There’s nothing wrong with these as starter answers, but they aren’t enough. Dooyeweerd helps us reflect philosophically and theologically on the deeper dimensions of how Christ, who is Lord of all, calls us to bring all of who we are to our callings and vocations in the world.
Dooyeweerd covers a vast terrain in these chapters and our conversations are already showing how different people may find different bits to be particularly relevant. But as a whole, these chapters challenge us to reflect on the uniquenesses of three main concepts: faith, theology, and philosophy.

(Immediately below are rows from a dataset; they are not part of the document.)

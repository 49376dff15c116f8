use std::sync::Arc;

use super::auth::{normalize_email, AuthService, NewAccount};
use super::cache::{user_cache_key, Cache};
use super::error::ServiceError;
use super::queue::{enqueue_invalidation, QueueClient};
use super::refresh::RefreshTokenService;
use super::store::UserStore;
use crate::models::{PageRequest, User, UserFilter, UserPatch, UserResponse};

/// Profile reads (cached) and account management.
#[derive(Clone)]
pub struct UserService {
    users: Arc<dyn UserStore>,
    cache: Arc<dyn Cache>,
    queue: Arc<dyn QueueClient>,
    refresh: RefreshTokenService,
    auth: AuthService,
    cache_ttl_seconds: u64,
}

impl UserService {
    pub fn new(
        users: Arc<dyn UserStore>,
        cache: Arc<dyn Cache>,
        queue: Arc<dyn QueueClient>,
        refresh: RefreshTokenService,
        auth: AuthService,
        cache_ttl_seconds: u64,
    ) -> Self {
        Self {
            users,
            cache,
            queue,
            refresh,
            auth,
            cache_ttl_seconds,
        }
    }

    /// Read-through: a cache outage degrades to a store read.
    pub async fn get_profile(&self, user_id: &str) -> Result<UserResponse, ServiceError> {
        let key = user_cache_key(user_id);

        match self.cache.get(&key).await {
            Ok(Some(cached)) => match serde_json::from_str::<UserResponse>(&cached) {
                Ok(profile) => {
                    metrics::counter!("user_profile_cache_total", "result" => "hit").increment(1);
                    return Ok(profile);
                }
                Err(e) => tracing::warn!(cache_key = %key, error = %e, "Discarding unreadable cache entry"),
            },
            Ok(None) => {}
            Err(e) => tracing::warn!(cache_key = %key, error = %e, "Cache read failed"),
        }
        metrics::counter!("user_profile_cache_total", "result" => "miss").increment(1);

        let profile = self
            .users
            .find_by_id(user_id)
            .await?
            .ok_or(ServiceError::UserNotFound)?
            .to_response();

        match serde_json::to_string(&profile) {
            Ok(json) => {
                if let Err(e) = self
                    .cache
                    .set_with_ttl(&key, &json, self.cache_ttl_seconds)
                    .await
                {
                    tracing::warn!(cache_key = %key, error = %e, "Cache write failed");
                }
            }
            Err(e) => tracing::warn!(error = %e, "Failed to serialize profile for cache"),
        }

        Ok(profile)
    }

    pub async fn list(
        &self,
        filter: &UserFilter,
        page: PageRequest,
    ) -> Result<(Vec<UserResponse>, u64), ServiceError> {
        let (users, total) = self.users.list(filter, page).await?;
        Ok((users.iter().map(User::to_response).collect(), total))
    }

    pub async fn create(&self, account: NewAccount) -> Result<UserResponse, ServiceError> {
        let user = self.auth.create_account(account).await?;
        if let Err(e) = self.auth.send_verification_email(&user).await {
            tracing::warn!(user_id = %user.id, error = %e, "Could not issue verification token");
        }
        Ok(user.to_response())
    }

    /// Applies a profile or admin patch. Changing the email address resets
    /// verification; deactivating ends every session.
    pub async fn update(&self, user_id: &str, mut patch: UserPatch) -> Result<UserResponse, ServiceError> {
        if patch.password_hash.is_some() {
            return Err(ServiceError::Validation(
                "Passwords cannot be changed through a profile update".to_string(),
            ));
        }

        let current = self
            .users
            .find_by_id(user_id)
            .await?
            .ok_or(ServiceError::UserNotFound)?;

        patch.email = patch
            .email
            .map(|email| normalize_email(&email))
            .filter(|email| *email != current.email);
        let email_changed = patch.email.is_some();
        if email_changed {
            patch.email_verified = Some(false);
            patch.email_verification = Some(None);
        }

        if patch.is_empty() {
            return Ok(current.to_response());
        }

        let updated = self
            .users
            .update(user_id, &patch)
            .await?
            .ok_or(ServiceError::UserNotFound)?;
        enqueue_invalidation(self.queue.as_ref(), user_cache_key(user_id)).await;

        if current.is_active && !updated.is_active {
            self.refresh.revoke_all(user_id).await?;
            tracing::info!(user_id = %user_id, "Account deactivated");
        }

        if email_changed {
            if let Err(e) = self.auth.send_verification_email(&updated).await {
                tracing::warn!(user_id = %user_id, error = %e, "Could not issue verification token");
            }
        }

        tracing::info!(user_id = %user_id, "User updated");
        Ok(updated.to_response())
    }

    pub async fn toggle_active(&self, user_id: &str) -> Result<UserResponse, ServiceError> {
        let current = self
            .users
            .find_by_id(user_id)
            .await?
            .ok_or(ServiceError::UserNotFound)?;

        self.update(
            user_id,
            UserPatch {
                is_active: Some(!current.is_active),
                ..Default::default()
            },
        )
        .await
    }

    pub async fn delete(&self, user_id: &str) -> Result<(), ServiceError> {
        if !self.users.delete(user_id).await? {
            return Err(ServiceError::UserNotFound);
        }
        self.refresh.revoke_all(user_id).await?;
        enqueue_invalidation(self.queue.as_ref(), user_cache_key(user_id)).await;

        tracing::info!(user_id = %user_id, "User deleted");
        Ok(())
    }
}

#[cfg(test)]
mod tests {
    use super::*;
    use crate::config::test_config;
    use crate::models::Role;
    use crate::services::cache::MemoryCache;
    use crate::services::jwt::JwtService;
    use crate::services::notifier::MockNotifier;
    use crate::services::queue::MemoryQueue;
    use crate::services::store::{InMemoryRefreshTokenStore, InMemoryUserStore};
    use crate::services::verification::VerificationTokenService;
    use crate::utils::Password;
    use chrono::Duration;

    struct Fixture {
        service: UserService,
        auth: AuthService,
        refresh: RefreshTokenService,
        cache: Arc<MemoryCache>,
        queue: Arc<MemoryQueue>,
        notifier: Arc<MockNotifier>,
    }

    fn fixture() -> Fixture {
        let config = test_config();
        let users = Arc::new(InMemoryUserStore::new());
        let tokens = Arc::new(InMemoryRefreshTokenStore::new());
        let cache = Arc::new(MemoryCache::new());
        let queue = Arc::new(MemoryQueue::new(3));
        let notifier = Arc::new(MockNotifier::new());
        let jwt = JwtService::new(&config.jwt).unwrap();
        let refresh = RefreshTokenService::new(jwt.clone(), tokens, users.clone());
        let verification = VerificationTokenService::new(
            users.clone(),
            refresh.clone(),
            Duration::hours(24),
            Duration::minutes(60),
        );
        let auth = AuthService::new(
            users.clone(),
            jwt,
            refresh.clone(),
            verification,
            notifier.clone(),
            queue.clone(),
            config.auth,
        );

        Fixture {
            service: UserService::new(
                users,
                cache.clone(),
                queue.clone(),
                refresh.clone(),
                auth.clone(),
                300,
            ),
            auth,
            refresh,
            cache,
            queue,
            notifier,
        }
    }

    async fn create(fx: &Fixture, email: &str, role: Role) -> UserResponse {
        fx.service
            .create(NewAccount {
                name: None,
                email: email.into(),
                password: Password::new("password-123".into()),
                phone: None,
                role,
            })
            .await
            .unwrap()
    }

    #[tokio::test]
    async fn profile_is_cached_until_invalidated() {
        let fx = fixture();
        let user = create(&fx, "a@example.com", Role::User).await;

        fx.service.get_profile(&user.id).await.unwrap();
        assert!(fx.cache.contains(&format!("user:{}", user.id)));
    }

    #[tokio::test]
    async fn cached_profile_is_served_without_store() {
        let fx = fixture();
        let user = create(&fx, "a@example.com", Role::User).await;
        let mut stale = user.clone();
        stale.name = Some("From cache".into());
        fx.cache
            .set_with_ttl(
                &format!("user:{}", user.id),
                &serde_json::to_string(&stale).unwrap(),
                60,
            )
            .await
            .unwrap();

        let profile = fx.service.get_profile(&user.id).await.unwrap();
        assert_eq!(profile.name.as_deref(), Some("From cache"));
    }

    #[tokio::test]
    async fn every_mutation_enqueues_invalidation() {
        let fx = fixture();
        let user = create(&fx, "a@example.com", Role::User).await;
        let before = fx.queue.pending_len().await.unwrap();

        fx.service
            .update(
                &user.id,
                UserPatch {
                    name: Some("Renamed".into()),
                    ..Default::default()
                },
            )
            .await
            .unwrap();
        fx.service.toggle_active(&user.id).await.unwrap();
        fx.service.delete(&user.id).await.unwrap();

        assert_eq!(fx.queue.pending_len().await.unwrap(), before + 3);
    }

    #[tokio::test]
    async fn email_change_resets_verification() {
        let fx = fixture();
        let user = create(&fx, "a@example.com", Role::User).await;

        let updated = fx
            .service
            .update(
                &user.id,
                UserPatch {
                    email: Some("New@Example.com".into()),
                    ..Default::default()
                },
            )
            .await
            .unwrap();

        assert_eq!(updated.email, "new@example.com");
        assert!(!updated.email_verified);
        fx.auth.drain_outbox().await;
        assert!(fx.notifier.last_to("new@example.com").is_some());
    }

    #[tokio::test]
    async fn unchanged_email_is_a_noop() {
        let fx = fixture();
        let user = create(&fx, "a@example.com", Role::User).await;
        let before = fx.queue.pending_len().await.unwrap();

        fx.service
            .update(
                &user.id,
                UserPatch {
                    email: Some("A@example.com".into()),
                    ..Default::default()
                },
            )
            .await
            .unwrap();
        assert_eq!(fx.queue.pending_len().await.unwrap(), before);
    }

    #[tokio::test]
    async fn deactivation_revokes_sessions() {
        let fx = fixture();
        let user = create(&fx, "a@example.com", Role::User).await;
        let session = fx.refresh.issue(&user.id).await.unwrap();

        let toggled = fx.service.toggle_active(&user.id).await.unwrap();
        assert!(!toggled.is_active);
        assert!(fx.refresh.verify(&session).await.is_err());

        let reactivated = fx.service.toggle_active(&user.id).await.unwrap();
        assert!(reactivated.is_active);
    }

    #[tokio::test]
    async fn list_filters_by_role() {
        let fx = fixture();
        create(&fx, "a@example.com", Role::User).await;
        create(&fx, "b@example.com", Role::User).await;
        create(&fx, "admin@example.com", Role::Admin).await;

        let (admins, total) = fx
            .service
            .list(
                &UserFilter {
                    role: Some(Role::Admin),
                    is_active: None,
                },
                PageRequest::default(),
            )
            .await
            .unwrap();
        assert_eq!(total, 1);
        assert_eq!(admins[0].email, "admin@example.com");
    }

    #[tokio::test]
    async fn missing_users_are_not_found() {
        let fx = fixture();
        assert!(matches!(
            fx.service.get_profile("missing").await,
            Err(ServiceError::UserNotFound)
        ));
        assert!(matches!(
            fx.service.delete("missing").await,
            Err(ServiceError::UserNotFound)
        ));
        assert!(matches!(
            fx.service.toggle_active("missing").await,
            Err(ServiceError::UserNotFound)
        ));
    }
}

Faith, for Dooyeweerd, is the orientation of the heart toward or in rebellion against God. It is one’s posture to God: one’s receptivity to God and God’s revelatory Word. Faith is the gift we receive that places us within the redemptive-historical framework of Scripture (Creation-Fall-Redemption). In this sense, faith is one’s relational experience (sometimes called “knowledge”) of God . In Dooyeweerd’s terms, “the true knowledge of God and of ourselves … surpasses all theoretical thought” (84).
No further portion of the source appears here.